Efinopegdutide: Uses, Benefits & Research

What is Efinopegdutide?

Efinopegdutide (MK-6024) is a PEGylated synthetic peptide that acts as a dual GLP-1 and glucagon receptor co-agonist. Developed by Merck & Co. (MSD outside the US) in partnership with Hanmi Pharmaceutical, it is designed for once-weekly subcutaneous injection with an estimated molecular weight of 4,000-5,000 Da.

The dual co-agonist approach is the key differentiator: while most GLP-1 drugs activate only the GLP-1 receptor, efinopegdutide additionally activates glucagon receptors, which may enhance hepatic lipid metabolism and energy expenditure — particularly relevant for fatty liver disease.

Efinopegdutide remains investigational in Phase 2 development with no FDA approval as of March 2026.

Mechanism of Action

Efinopegdutide’s dual mechanism provides complementary metabolic effects:

GLP-1 receptor activation:

• Glucose-dependent insulin secretion from pancreatic beta cells
• Glucagon suppression to reduce hepatic glucose output
• Gastric emptying delay for satiety
• Central appetite reduction

Glucagon receptor activation:

• Enhanced hepatic lipid oxidation — promotes fat burning in the liver
• Increased energy expenditure
• Direct effects on liver lipid metabolism

This dual mechanism may explain the Phase 2a finding that efinopegdutide reduced liver fat by 72.7% compared to semaglutide’s 42.3% — the glucagon component provides liver-specific metabolic benefits that GLP-1 monotherapy does not.

Clinical Evidence

Human Studies

• Phase 2a NAFLD trial (PMID: 37355043): Randomized, active-comparator-controlled trial in patients with NAFLD. Efinopegdutide 10 mg weekly achieved 72.7% reduction in liver fat content at 24 weeks vs 42.3% with semaglutide 1 mg weekly — a statistically significant difference. Published in Nature Medicine (2023).
• Phase 2b trials (NCT06386628, NCT06592068): Currently recruiting to evaluate both weekly and bi-weekly dosing in NAFLD/MASH populations. Primary endpoint: relative reduction in liver fat content at 28 weeks.

Preclinical

Preclinical studies demonstrated dual GLP-1R and glucagon receptor agonist activity, enhanced liver fat reduction in NAFLD animal models versus GLP-1 monotherapy, and acceptable safety in preclinical toxicology.

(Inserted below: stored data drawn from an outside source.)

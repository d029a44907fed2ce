use super::*;
use frames::syscall;

#[test]
fn channel_transport_delivers_in_order() {
    let (mut transport, mut rx) = ChannelTransport::new(4);
    transport.send(Frame::request(syscall::CHAT_MESSAGE, serde_json::json!({"text": "a"}))).unwrap();
    transport.send(Frame::request(syscall::CHAT_MESSAGE, serde_json::json!({"text": "b"}))).unwrap();

    assert_eq!(rx.try_recv().unwrap().data["text"], "a");
    assert_eq!(rx.try_recv().unwrap().data["text"], "b");
}

#[test]
fn channel_transport_reports_full_queue() {
    let (mut transport, _rx) = ChannelTransport::new(1);
    transport.send(Frame::request(syscall::CHAT_LOCK, serde_json::json!({}))).unwrap();
    let err = transport
        .send(Frame::request(syscall::CHAT_LOCK, serde_json::json!({})))
        .unwrap_err();
    assert!(matches!(err, TransportError::Full));
}

#[test]
fn channel_transport_reports_closed_receiver() {
    let (mut transport, rx) = ChannelTransport::new(1);
    drop(rx);
    let err = transport
        .send(Frame::request(syscall::CHAT_LOCK, serde_json::json!({})))
        .unwrap_err();
    assert!(matches!(err, TransportError::Closed));
}
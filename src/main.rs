use std::io;
use std::sync::Arc;

use chatwidget::adapter::{self, Input, UiEvent, parse_input};
use chatwidget::api::{ApiClient, ApiError};
use chatwidget::bot::LocalBot;
use chatwidget::config::{ConfigError, WidgetConfig};
use chatwidget::controller::ChatWidgetController;
use chatwidget::payment::{self, PayTarget};
use chatwidget::transport::{FRAME_CHANNEL_CAPACITY, TransportError, Transport, ws};
use chatwidget::view::TerminalView;
use clap::{Parser, Subcommand};
use frames::{Frame, syscall};
use tokio::io::{AsyncBufReadExt, BufReader};
use tokio::sync::mpsc;
use tokio::task::JoinHandle;
use tracing::{info, warn};
use uuid::Uuid;

const UI_CHANNEL_CAPACITY: usize = 32;

#[derive(Debug, thiserror::Error)]
enum CliError {
    #[error(transparent)]
    Config(#[from] ConfigError),
    #[error(transparent)]
    Api(#[from] ApiError),
    #[error(transparent)]
    Transport(#[from] TransportError),
}

#[derive(Parser, Debug)]
#[command(name = "chatwidget", about = "Terminal chat widget with payment-gated lock")]
struct Cli {
    #[arg(long, env = "CHAT_BASE_URL", default_value = "http://127.0.0.1:5000")]
    base_url: String,

    #[arg(long, env = "CHAT_SESSION_TOKEN")]
    session_token: Option<String>,

    #[command(subcommand)]
    command: Command,
}

#[derive(Subcommand, Debug)]
enum Command {
    /// Chat with a local bot; no server needed.
    Local,
    /// Join the chat server over websocket.
    Connect,
    Ping,
    PaymentStatus,
    Verify {
        reference: String,
    },
}

#[tokio::main]
async fn main() -> Result<(), CliError> {
    tracing_subscriber::fmt().with_writer(io::stderr).init();

    let cli = Cli::parse();
    let config = WidgetConfig::from_env()?;
    let token = cli.session_token.as_deref();

    match cli.command {
        Command::Local => run_local(config).await,
        Command::Connect => run_connect(&cli.base_url, token, config).await,
        Command::Ping => {
            ApiClient::new(&cli.base_url, token)?.ping().await?;
            println!("ok");
            Ok(())
        }
        Command::PaymentStatus => {
            let report = ApiClient::new(&cli.base_url, token)?.payment_report().await?;
            println!(
                "{}: session={} db={} paid={}",
                report.username,
                report.paid_in_session,
                report.paid_in_db,
                report.paid()
            );
            Ok(())
        }
        Command::Verify { reference } => {
            let status = ApiClient::new(&cli.base_url, token)?.verify_payment(&reference).await?;
            println!("{}", status.as_str());
            Ok(())
        }
    }
}

async fn run_local(config: WidgetConfig) -> Result<(), CliError> {
    let (inbound_tx, inbound_rx) = mpsc::channel(FRAME_CHANNEL_CAPACITY);
    let bot = LocalBot::new(inbound_tx.clone(), config.bot_delay);
    // The bot stands in for the server, so lock requests are always allowed.
    let config = WidgetConfig { is_admin: true, ..config };

    let client_id = Uuid::new_v4().to_string();
    let connected = Frame::request(
        syscall::SESSION_CONNECTED,
        serde_json::json!({ "client_id": client_id, "username": config.username }),
    );
    inbound_tx.send(connected).await.map_err(|_| TransportError::Closed)?;

    info!(%client_id, "local session started");
    drive(bot, config, inbound_tx, inbound_rx, PayTarget::Local).await;
    Ok(())
}

async fn run_connect(base_url: &str, token: Option<&str>, config: WidgetConfig) -> Result<(), CliError> {
    let api = Arc::new(ApiClient::new(base_url, token)?);
    let (inbound_tx, inbound_rx) = mpsc::channel(FRAME_CHANNEL_CAPACITY);

    let url = ws::ws_url(base_url)?;
    let (transport, _tasks) = ws::connect(&url, token, inbound_tx.clone()).await?;
    info!(%url, "connected");

    // Unpaid sessions start locked; paid ones are marked paid up front.
    match api.payment_report().await {
        Ok(report) => {
            if let Some(frame) = payment::report_frame(&report, config.is_admin) {
                let _ = inbound_tx.send(frame).await;
            }
        }
        Err(e) => warn!(error = %e, "payment status check failed"),
    }

    drive(transport, config, inbound_tx, inbound_rx, PayTarget::Server(api)).await;
    Ok(())
}

async fn drive<T: Transport>(
    transport: T,
    config: WidgetConfig,
    inbound_tx: mpsc::Sender<Frame>,
    inbound_rx: mpsc::Receiver<Frame>,
    pay: PayTarget,
) {
    let mut controller = ChatWidgetController::new(TerminalView::new(io::stdout()), transport, config);
    let (ui_tx, ui_rx) = mpsc::channel(UI_CHANNEL_CAPACITY);
    let stdin = spawn_stdin_reader(ui_tx, inbound_tx, pay);

    adapter::run(&mut controller, ui_rx, inbound_rx).await;
    stdin.abort();
}

/// Read stdin lines into UI events. `/pay` is resolved here and lands on the
/// inbound channel as a `payment:status` frame.
fn spawn_stdin_reader(ui_tx: mpsc::Sender<UiEvent>, inbound_tx: mpsc::Sender<Frame>, pay: PayTarget) -> JoinHandle<()> {
    tokio::spawn(async move {
        let mut lines = BufReader::new(tokio::io::stdin()).lines();
        loop {
            let line = match lines.next_line().await {
                Ok(Some(line)) => line,
                Ok(None) => break,
                Err(e) => {
                    warn!(error = %e, "stdin read failed");
                    break;
                }
            };
            match parse_input(&line) {
                Input::Event(event) => {
                    if ui_tx.send(event).await.is_err() {
                        break;
                    }
                }
                Input::Pay(reference) => submit_payment(&pay, reference, inbound_tx.clone()),
            }
        }
    })
}

fn submit_payment(pay: &PayTarget, reference: String, inbound_tx: mpsc::Sender<Frame>) {
    let pay = pay.clone();
    tokio::spawn(async move {
        let frame = pay.resolve(&reference).await;
        let _ = inbound_tx.send(frame).await;
    });
}
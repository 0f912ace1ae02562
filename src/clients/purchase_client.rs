use std::collections::HashMap;
use std::sync::Arc;
use std::time::Duration;

use tracing::{debug, error, info, instrument, warn};

use crate::clients::{InventoryClient, UserClient};
use crate::config::Config;
use crate::domain::{EventSource, InventoryEvent, Product, ProductId, TransactionId, UserId, STATUS_COMPLETED};
use crate::error::PurchaseError;
use crate::notifications::NotificationDispatcher;
use crate::payment::{PaymentGateway, PaymentOrder, PaymentProof};

/// Knobs the purchase flow reads from [`Config`].
#[derive(Debug, Clone, Copy)]
pub struct PurchaseSettings {
    pub low_stock_threshold: u32,
    pub payment_timeout: Duration,
}

impl From<&Config> for PurchaseSettings {
    fn from(config: &Config) -> Self {
        Self {
            low_stock_threshold: config.low_stock_threshold,
            payment_timeout: config.payment_timeout(),
        }
    }
}

#[derive(Debug, Clone, PartialEq)]
pub struct PurchaseReceipt {
    /// Product as it stands after the sale.
    pub product: Product,
    pub transaction_id: TransactionId,
}

/// Orchestrates online purchases and hardware sale sync.
///
/// The order of effects is fixed: verify payment, take the unit, write the
/// ledger, then fan out notifications. Nothing is mutated before the payment
/// verifies, and nothing is announced before the unit is taken.
#[derive(Clone)]
pub struct PurchaseClient {
    inventory: InventoryClient,
    user_client: UserClient,
    payments: Arc<dyn PaymentGateway>,
    dispatcher: NotificationDispatcher,
    settings: PurchaseSettings,
}

impl PurchaseClient {
    pub fn new(
        inventory: InventoryClient,
        user_client: UserClient,
        payments: Arc<dyn PaymentGateway>,
        dispatcher: NotificationDispatcher,
        settings: PurchaseSettings,
    ) -> Self {
        Self {
            inventory,
            user_client,
            payments,
            dispatcher,
            settings,
        }
    }

    /// Opens a gateway order priced at the product's current price.
    #[instrument(skip(self))]
    pub async fn create_payment_order(&self, product_id: ProductId) -> Result<PaymentOrder, PurchaseError> {
        let product = self.inventory.require_product(product_id).await?;
        if product.stock == 0 {
            warn!("Refusing payment order for sold-out product");
            return Err(PurchaseError::OutOfStock(product_id));
        }

        match tokio::time::timeout(self.settings.payment_timeout, self.payments.create_order(product.price)).await {
            Ok(Ok(order)) => {
                info!(order_id = %order.id, amount = order.amount, "Payment order created");
                Ok(order)
            }
            Ok(Err(e)) => {
                error!(error = %e, "Payment order creation failed");
                Err(PurchaseError::PaymentGateway(e.to_string()))
            }
            Err(_) => {
                error!("Payment order creation timed out");
                Err(PurchaseError::PaymentGateway("timed out".into()))
            }
        }
    }

    /// Completes a paid online purchase.
    ///
    /// # Errors
    /// - [`PurchaseError::InvalidPayment`] if the proof does not verify; nothing changes
    /// - [`PurchaseError::NotFound`] / [`PurchaseError::OutOfStock`] if no unit could be
    ///   taken; a refund of the verified payment is attempted in the background
    /// - [`PurchaseError::Ledger`] if the unit was taken but the transaction could
    ///   not be written; the sale is still broadcast
    #[instrument(skip(self, proof), fields(order_id = %proof.order_id))]
    pub async fn purchase(
        &self,
        product_id: ProductId,
        proof: PaymentProof,
        user_id: UserId,
    ) -> Result<PurchaseReceipt, PurchaseError> {
        info!("Processing purchase");

        // Step 1: Verify payment
        self.verify(&proof).await?;
        debug!("Payment verified");

        // Step 2: Take one unit
        let product = match self.inventory.decrement_stock(product_id).await {
            Ok(product) => product,
            Err(e) => {
                error!(error = %e, "Stock decrement failed after payment");
                self.spawn_refund(proof.payment_id.clone());
                return Err(e.into());
            }
        };

        // Step 3: Ledger
        let recorded = self
            .inventory
            .record_transaction(user_id, product_id, product.price, STATUS_COMPLETED)
            .await;

        // Step 4: Side channels
        self.notify_buyer(user_id, &product).await;
        self.check_low_stock(&product);
        self.dispatcher
            .broadcast(InventoryEvent::deducted(&product, EventSource::Purchase));

        match recorded {
            Ok(transaction_id) => {
                info!(transaction_id, stock = product.stock, "Purchase completed");
                Ok(PurchaseReceipt { product, transaction_id })
            }
            Err(e) => {
                error!(error = %e, "Unit dispensed but transaction not recorded");
                Err(PurchaseError::Ledger(e.to_string()))
            }
        }
    }

    /// Applies a sale the machine completed without network access.
    ///
    /// No payment, transaction or push: the hardware already took the money.
    #[instrument(skip(self))]
    pub async fn sync_offline_sale(&self, product_id: ProductId) -> Result<Product, PurchaseError> {
        let product = self.inventory.decrement_stock(product_id).await?;
        info!(stock = product.stock, "Offline sale synced");
        self.check_low_stock(&product);
        self.dispatcher
            .broadcast(InventoryEvent::deducted(&product, EventSource::OfflineHardware));
        Ok(product)
    }

    async fn verify(&self, proof: &PaymentProof) -> Result<(), PurchaseError> {
        match tokio::time::timeout(self.settings.payment_timeout, self.payments.verify_payment(proof)).await {
            Ok(Ok(true)) => Ok(()),
            Ok(Ok(false)) => {
                warn!("Payment signature mismatch");
                Err(PurchaseError::InvalidPayment("signature mismatch".into()))
            }
            Ok(Err(e)) => {
                warn!(error = %e, "Payment verification failed");
                Err(PurchaseError::InvalidPayment(e.to_string()))
            }
            Err(_) => {
                warn!("Payment verification timed out");
                Err(PurchaseError::InvalidPayment("verification timed out".into()))
            }
        }
    }

    fn spawn_refund(&self, payment_id: String) {
        let payments = self.payments.clone();
        let timeout = self.settings.payment_timeout;
        tokio::spawn(async move {
            match tokio::time::timeout(timeout, payments.refund(&payment_id)).await {
                Ok(Ok(())) => info!(%payment_id, "Payment refunded"),
                Ok(Err(e)) => error!(%payment_id, error = %e, "Refund failed, manual reconciliation needed"),
                Err(_) => error!(%payment_id, "Refund timed out, manual reconciliation needed"),
            }
        });
    }

    async fn notify_buyer(&self, user_id: UserId, product: &Product) {
        let token = match self.user_client.get_user(user_id).await {
            Ok(Some(user)) => user.notification_token().map(str::to_string),
            Ok(None) => {
                debug!(user_id, "Buyer not registered, skipping push");
                None
            }
            Err(e) => {
                warn!(user_id, error = %e, "Buyer lookup failed, skipping push");
                None
            }
        };

        if let Some(token) = token {
            let data = HashMap::from([
                ("type".to_string(), "purchase".to_string()),
                ("product_id".to_string(), product.id.to_string()),
            ]);
            self.dispatcher.notify_user(
                &token,
                "Purchase Successful",
                format!("Your {} is being dispensed. Enjoy!", product.name),
                data,
            );
        }
    }

    fn check_low_stock(&self, product: &Product) {
        if product.stock < self.settings.low_stock_threshold {
            warn!(
                product_id = product.id,
                machine_id = ?product.machine_id,
                stock = product.stock,
                "Low stock, vendor restock needed"
            );
        }
    }
}

#[cfg(test)]
mod tests {
    use super::*;
    use crate::actor_framework::FrameworkError;
    use crate::domain::{Product, Transaction, User};
    use crate::mock_framework::{
        create_mock_client, expect_action, expect_create, expect_get, RecordingPush, StubPaymentGateway,
    };
    use crate::notifications::{LiveFeed, NotificationService};
    use crate::product_actor::{ProductAction, ProductActionResult};

    fn settings() -> PurchaseSettings {
        PurchaseSettings {
            low_stock_threshold: 5,
            payment_timeout: Duration::from_millis(200),
        }
    }

    fn proof() -> PaymentProof {
        PaymentProof {
            order_id: "order_1".into(),
            payment_id: "pay_1".into(),
            signature: "sig".into(),
        }
    }

    #[tokio::test]
    async fn test_purchase_interaction_sequence() {
        let (product_client, mut product_rx) = create_mock_client::<Product>(10);
        let (transaction_client, mut transaction_rx) = create_mock_client::<Transaction>(10);
        let (user_client, mut user_rx) = create_mock_client::<User>(10);
        let (service, dispatcher) = NotificationService::new(
            8,
            Arc::new(RecordingPush::default()),
            Duration::from_millis(50),
            LiveFeed::new(8),
        );
        drop(service);
        let mut feed = dispatcher.subscribe();

        let client = PurchaseClient::new(
            InventoryClient::new(product_client, transaction_client),
            UserClient::new(user_client),
            Arc::new(StubPaymentGateway::accepting()),
            dispatcher,
            settings(),
        );

        let task = tokio::spawn(async move { client.purchase(7, proof(), 3).await });

        let (id, action, respond_to) = expect_action(&mut product_rx).await.expect("Expected decrement");
        assert_eq!(id, 7);
        assert!(matches!(action, ProductAction::DecrementStock));
        let product = Product {
            id: 7,
            name: "Soda".into(),
            price: 20.0,
            stock: 4,
            machine_id: Some(2),
        };
        respond_to
            .send(Ok(ProductActionResult::Decremented(product.clone())))
            .unwrap();

        let (record, respond_to) = expect_create(&mut transaction_rx).await.expect("Expected transaction");
        assert_eq!(record.user_id, 3);
        assert_eq!(record.product_id, 7);
        assert_eq!(record.amount, 20.0);
        assert_eq!(record.status, STATUS_COMPLETED);
        respond_to
            .send(Ok(Transaction {
                id: 11,
                user_id: 3,
                product_id: 7,
                amount: 20.0,
                status: STATUS_COMPLETED.into(),
                created_at: chrono::Utc::now(),
            }))
            .unwrap();

        let (user_id, respond_to) = expect_get(&mut user_rx).await.expect("Expected buyer lookup");
        assert_eq!(user_id, 3);
        respond_to.send(Ok(None)).unwrap();

        let receipt = task.await.unwrap().unwrap();
        assert_eq!(receipt.transaction_id, 11);
        assert_eq!(receipt.product.stock, 4);

        let event = feed.try_next().expect("Expected broadcast");
        assert_eq!(event.product_id, 7);
        assert_eq!(event.machine_id, Some(2));
        assert_eq!(event.source, EventSource::Purchase);
    }

    #[tokio::test]
    async fn test_rejected_payment_touches_nothing() {
        let (product_client, mut product_rx) = create_mock_client::<Product>(10);
        let (transaction_client, _transaction_rx) = create_mock_client::<Transaction>(10);
        let (user_client, _user_rx) = create_mock_client::<User>(10);
        let (_service, dispatcher) = NotificationService::new(
            8,
            Arc::new(RecordingPush::default()),
            Duration::from_millis(50),
            LiveFeed::new(8),
        );

        let client = PurchaseClient::new(
            InventoryClient::new(product_client, transaction_client),
            UserClient::new(user_client),
            Arc::new(StubPaymentGateway::rejecting()),
            dispatcher,
            settings(),
        );

        let result = client.purchase(7, proof(), 3).await;
        assert!(matches!(result, Err(PurchaseError::InvalidPayment(_))));
        assert!(product_rx.try_recv().is_err());
    }

    #[tokio::test]
    async fn test_missing_product_maps_to_not_found() {
        let (product_client, mut product_rx) = create_mock_client::<Product>(10);
        let (transaction_client, _transaction_rx) = create_mock_client::<Transaction>(10);
        let (user_client, _user_rx) = create_mock_client::<User>(10);
        let (_service, dispatcher) = NotificationService::new(
            8,
            Arc::new(RecordingPush::default()),
            Duration::from_millis(50),
            LiveFeed::new(8),
        );
        let payments = Arc::new(StubPaymentGateway::accepting());

        let client = PurchaseClient::new(
            InventoryClient::new(product_client, transaction_client),
            UserClient::new(user_client),
            payments.clone(),
            dispatcher,
            settings(),
        );

        let task = tokio::spawn(async move { client.purchase(99, proof(), 3).await });
        let (_, _, respond_to) = expect_action(&mut product_rx).await.expect("Expected decrement");
        respond_to.send(Err(FrameworkError::NotFound("99".into()))).unwrap();

        assert_eq!(task.await.unwrap(), Err(PurchaseError::NotFound(99)));
        assert_eq!(payments.wait_for_refunds(1).await, vec!["pay_1".to_string()]);
    }
}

Drug Interactions & Contraindications

No formal drug interaction studies have been published. Theoretical interactions derive from the dual receptor mechanism:

• Insulin/sulfonylureas: Additive hypoglycemic risk via GLP-1R activation
• Glucagon analogs: Additive glucagon receptor effects
• Oral medications: Delayed gastric emptying may affect absorption timing

Contraindicated per GLP-1 class precautions in patients with medullary thyroid carcinoma history or MEN 2. Unknown safety in decompensated liver disease.

Safety & Side Effects

Phase 2a adverse events were primarily gastrointestinal: nausea, diarrhea, and vomiting, consistent with the GLP-1 class. Notably, GI adverse event rates were slightly higher than with semaglutide, though described as manageable. No new safety signals were reported. Theoretical concerns specific to the glucagon component include hyperglucagonemia and hepatic safety effects requiring monitoring.

Honest Bottom Line

Efinopegdutide’s headline result — 72.7% liver fat reduction vs semaglutide’s 42.3% in Phase 2a — is the most compelling evidence that dual GLP-1/glucagon co-agonism may provide meaningful liver-specific benefits beyond GLP-1 monotherapy. This positions it as a potentially differentiated therapy for NAFLD/MASH. However, this is a single Phase 2a trial, and confirmation in the ongoing Phase 2b studies is essential. The evidence base (~3-5 RCTs) is early-stage, long-term safety is unknown, and no regulatory approval exists. Efinopegdutide competes with survodutide and tirzepatide in the MASH development pipeline. For patients with fatty liver disease, this is an emerging option to monitor, not a current treatment choice.